[Aim of the task]:
Go through the entries below from the first line and transcribe each one exactly, ending with the line that contains "use crate::store::CanonicalPaths;".

[Extracted records]:
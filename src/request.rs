//! Construction requests handed to a [`GraphBuilder`](crate::graph::GraphBuilder).
//!
//! Assembly is pure: it combines either the fixed canonical layout or the raw
//! recipe layout with the caller's options. Overrides are applied last.

use camino::{Utf8Path, Utf8PathBuf};
use serde::{Deserialize, Serialize};
use serde_json::Value;

use crate::domain::ColumnRef;
use crate::error::RetrievalError;
use crate::metadata::CacheMetadata;
use crate::recipe::{Defaults, ListFormat, RecipeConfig};
use crate::store::CanonicalPaths;

pub const CANONICAL_ID_COLUMN: usize = 0;
pub const CANONICAL_NAME_COLUMN: usize = 1;
pub const CANONICAL_NODE_TYPES_COLUMN: usize = 2;
pub const CANONICAL_SOURCES_COLUMN: usize = 1;
pub const CANONICAL_DESTINATIONS_COLUMN: usize = 2;
pub const CANONICAL_EDGE_TYPES_COLUMN: usize = 3;

/// Weight column of a canonical edge file: right after the edge type column
/// when the file carries one.
pub fn canonical_weights_column(has_edge_types: bool) -> usize {
    CANONICAL_EDGE_TYPES_COLUMN + usize::from(has_edge_types)
}

#[derive(Debug, Clone, PartialEq, Serialize)]
pub struct NodeFileLayout {
    pub path: Utf8PathBuf,
    pub format: ListFormat,
    pub ids_column: Option<ColumnRef>,
    pub names_column: ColumnRef,
    pub types_column: Option<ColumnRef>,
    pub types_separator: Option<char>,
    /// The types column holds dense ids of the node type file instead of names.
    pub numeric_type_ids: bool,
}

#[derive(Debug, Clone, PartialEq, Serialize)]
pub struct TypeFileLayout {
    pub path: Utf8PathBuf,
    pub format: ListFormat,
    pub ids_column: ColumnRef,
    pub names_column: ColumnRef,
}

#[derive(Debug, Clone, PartialEq, Serialize)]
pub struct EdgeFileLayout {
    pub path: Utf8PathBuf,
    pub format: ListFormat,
    pub ids_column: Option<ColumnRef>,
    pub sources_column: ColumnRef,
    pub destinations_column: ColumnRef,
    pub types_column: Option<ColumnRef>,
    pub weights_column: Option<ColumnRef>,
    pub numeric_node_ids: bool,
    pub numeric_type_ids: bool,
    pub drop_self_loops: bool,
    pub is_sorted: bool,
    pub is_correct: bool,
    pub may_contain_duplicates: bool,
}

#[derive(Debug, Clone, Copy, PartialEq, Eq, Serialize, Deserialize)]
#[serde(default)]
pub struct LoadOptions {
    pub load_nodes: bool,
    pub load_node_types: bool,
    pub load_edge_types: bool,
    pub load_edge_weights: bool,
}

impl Default for LoadOptions {
    fn default() -> Self {
        Self {
            load_nodes: true,
            load_node_types: true,
            load_edge_types: true,
            load_edge_weights: true,
        }
    }
}

/// Caller-supplied values that replace whatever assembly derived.
#[derive(Debug, Clone, Default, PartialEq, Serialize, Deserialize)]
#[serde(default, deny_unknown_fields)]
pub struct ConstructionOverrides {
    pub name: Option<String>,
    pub directed: Option<bool>,
    pub verbose: Option<u8>,
    pub may_have_singletons: Option<bool>,
    pub numeric_node_ids: Option<bool>,
    pub edge_list_is_sorted: Option<bool>,
    pub edge_list_is_correct: Option<bool>,
    pub edge_list_may_contain_duplicates: Option<bool>,
    pub default_node_type: Option<String>,
    pub default_edge_type: Option<String>,
    pub default_weight: Option<f32>,
}

// Overrides whose values are taken verbatim from `key=value` pairs.
const STRING_OVERRIDES: [&str; 3] = ["name", "default_node_type", "default_edge_type"];

impl ConstructionOverrides {
    /// Parses `key=value` pairs. String fields keep the value as written;
    /// every other value is read as JSON (`true`, `3`, `0.5`).
    pub fn from_key_values<'a, I>(pairs: I) -> Result<Self, RetrievalError>
    where
        I: IntoIterator<Item = &'a str>,
    {
        let mut object = serde_json::Map::new();
        for pair in pairs {
            let (key, raw) = pair.split_once('=').ok_or_else(|| {
                RetrievalError::ConfigParse(format!("override `{pair}` is not KEY=VALUE"))
            })?;
            let key = key.trim();
            let value = if STRING_OVERRIDES.contains(&key) {
                Value::String(raw.to_string())
            } else {
                serde_json::from_str(raw).map_err(|err| {
                    RetrievalError::ConfigParse(format!("override `{key}`: {err}"))
                })?
            };
            object.insert(key.to_string(), value);
        }
        serde_json::from_value(Value::Object(object))
            .map_err(|err| RetrievalError::ConfigParse(format!("invalid overrides: {err}")))
    }

    pub fn is_empty(&self) -> bool {
        self == &Self::default()
    }

    pub fn apply(&self, request: &mut ConstructionRequest) {
        if let Some(name) = &self.name {
            request.name = name.clone();
        }
        if let Some(directed) = self.directed {
            request.directed = directed;
        }
        if let Some(verbose) = self.verbose {
            request.verbose = verbose;
        }
        if let Some(may_have_singletons) = self.may_have_singletons {
            request.may_have_singletons = may_have_singletons;
        }
        if let Some(numeric_node_ids) = self.numeric_node_ids {
            request.edges.numeric_node_ids = numeric_node_ids;
        }
        if let Some(is_sorted) = self.edge_list_is_sorted {
            request.edges.is_sorted = is_sorted;
        }
        if let Some(is_correct) = self.edge_list_is_correct {
            request.edges.is_correct = is_correct;
        }
        if let Some(may_contain_duplicates) = self.edge_list_may_contain_duplicates {
            request.edges.may_contain_duplicates = may_contain_duplicates;
        }
        if let Some(node_type) = &self.default_node_type {
            request.defaults.node_type = Some(node_type.clone());
        }
        if let Some(edge_type) = &self.default_edge_type {
            request.defaults.edge_type = Some(edge_type.clone());
        }
        if let Some(weight) = self.default_weight {
            request.defaults.weight = Some(weight);
        }
    }
}

/// Fully specified input for graph construction.
#[derive(Debug, Clone, PartialEq, Serialize)]
pub struct ConstructionRequest {
    pub name: String,
    pub directed: bool,
    pub verbose: u8,
    /// `None` means nodes are the numeric range `[0, counts.nodes_number)`
    /// or, without counts, whatever the edge list mentions.
    pub nodes: Option<NodeFileLayout>,
    pub node_types: Option<TypeFileLayout>,
    pub edges: EdgeFileLayout,
    pub edge_types: Option<TypeFileLayout>,
    /// Known only for canonical requests.
    pub counts: Option<CacheMetadata>,
    pub defaults: Defaults,
    pub may_have_singletons: bool,
}

impl ConstructionRequest {
    /// Request over the canonical files described by `paths` and `metadata`.
    pub fn from_canonical(
        recipe: &RecipeConfig,
        paths: &CanonicalPaths,
        metadata: &CacheMetadata,
        verbose: u8,
        load: &LoadOptions,
        overrides: &ConstructionOverrides,
    ) -> Self {
        let has_node_types = metadata.node_types_number.is_some();
        let has_edge_types = metadata.edge_types_number.is_some();
        let load_node_types = load.load_nodes && load.load_node_types && has_node_types;
        let load_edge_types = load.load_edge_types && has_edge_types;

        let nodes = load.load_nodes.then(|| NodeFileLayout {
            path: paths.nodes.clone(),
            format: ListFormat::canonical(),
            ids_column: Some(ColumnRef::Number(CANONICAL_ID_COLUMN)),
            names_column: ColumnRef::Number(CANONICAL_NAME_COLUMN),
            types_column: load_node_types
                .then_some(ColumnRef::Number(CANONICAL_NODE_TYPES_COLUMN)),
            types_separator: load_node_types
                .then_some(crate::canonical::NODE_TYPES_SEPARATOR),
            numeric_type_ids: true,
        });

        let edges = EdgeFileLayout {
            path: paths.edges.clone(),
            format: ListFormat::canonical(),
            ids_column: Some(ColumnRef::Number(CANONICAL_ID_COLUMN)),
            sources_column: ColumnRef::Number(CANONICAL_SOURCES_COLUMN),
            destinations_column: ColumnRef::Number(CANONICAL_DESTINATIONS_COLUMN),
            types_column: load_edge_types.then_some(ColumnRef::Number(CANONICAL_EDGE_TYPES_COLUMN)),
            weights_column: (load.load_edge_weights && recipe.has_edge_weights())
                .then(|| ColumnRef::Number(canonical_weights_column(has_edge_types))),
            numeric_node_ids: true,
            numeric_type_ids: true,
            drop_self_loops: false,
            is_sorted: true,
            is_correct: true,
            may_contain_duplicates: false,
        };

        let mut request = Self {
            name: recipe.graph_name.to_string(),
            directed: recipe.directed,
            verbose,
            nodes,
            node_types: load_node_types.then(|| canonical_types(&paths.node_types)),
            edges,
            edge_types: load_edge_types.then(|| canonical_types(&paths.edge_types)),
            counts: Some(*metadata),
            defaults: Defaults::default(),
            may_have_singletons: recipe.node_list.is_some(),
        };
        overrides.apply(&mut request);
        request
    }

    /// Request over the raw fetched files, with no structural guarantees.
    pub fn from_raw(
        recipe: &RecipeConfig,
        dataset_dir: &Utf8Path,
        verbose: u8,
        load: &LoadOptions,
        overrides: &ConstructionOverrides,
    ) -> Self {
        let nodes = recipe
            .node_list
            .as_ref()
            .filter(|_| load.load_nodes)
            .map(|spec| {
                let load_types = load.load_node_types && spec.has_node_types();
                NodeFileLayout {
                    path: dataset_dir.join(&spec.path),
                    format: spec.format.clone(),
                    ids_column: None,
                    names_column: spec.nodes_column.clone(),
                    types_column: spec.node_types_column.clone().filter(|_| load_types),
                    types_separator: spec.node_types_separator.filter(|_| load_types),
                    numeric_type_ids: false,
                }
            });

        let spec = &recipe.edge_list;
        let edges = EdgeFileLayout {
            path: dataset_dir.join(&spec.path),
            format: spec.format.clone(),
            ids_column: None,
            sources_column: spec.sources_column.clone(),
            destinations_column: spec.destinations_column.clone(),
            types_column: spec
                .edge_types_column
                .clone()
                .filter(|_| load.load_edge_types),
            weights_column: spec
                .weights_column
                .clone()
                .filter(|_| load.load_edge_weights),
            numeric_node_ids: spec.numeric_node_ids,
            numeric_type_ids: false,
            drop_self_loops: spec.drop_self_loops,
            is_sorted: false,
            is_correct: false,
            may_contain_duplicates: true,
        };

        let mut defaults = recipe.defaults.clone();
        if !load.load_edge_weights {
            defaults.weight = None;
        }

        let mut request = Self {
            name: recipe.graph_name.to_string(),
            directed: recipe.directed,
            verbose,
            nodes,
            node_types: None,
            edges,
            edge_types: None,
            counts: None,
            defaults,
            may_have_singletons: recipe.node_list.is_some(),
        };
        overrides.apply(&mut request);
        request
    }

    pub fn is_canonical(&self) -> bool {
        self.counts.is_some()
    }
}

fn canonical_types(path: &Utf8Path) -> TypeFileLayout {
    TypeFileLayout {
        path: path.to_path_buf(),
        format: ListFormat::canonical(),
        ids_column: ColumnRef::Number(CANONICAL_ID_COLUMN),
        names_column: ColumnRef::Number(CANONICAL_NAME_COLUMN),
    }
}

[Response for this exercise]:
filename src/request.rs
//! Construction requests handed to a [`GraphBuilder`](crate::graph::GraphBuilder).
//!
//! Assembly is pure: it combines either the fixed canonical layout or the raw
//! recipe layout with the caller's options. Overrides are applied last.

use camino::{Utf8Path, Utf8PathBuf};
use serde::{Deserialize, Serialize};
use serde_json::Value;

use crate::domain::ColumnRef;
use crate::error::RetrievalError;
use crate::metadata::CacheMetadata;
use crate::recipe::{Defaults, ListFormat, RecipeConfig};
use crate::store::CanonicalPaths;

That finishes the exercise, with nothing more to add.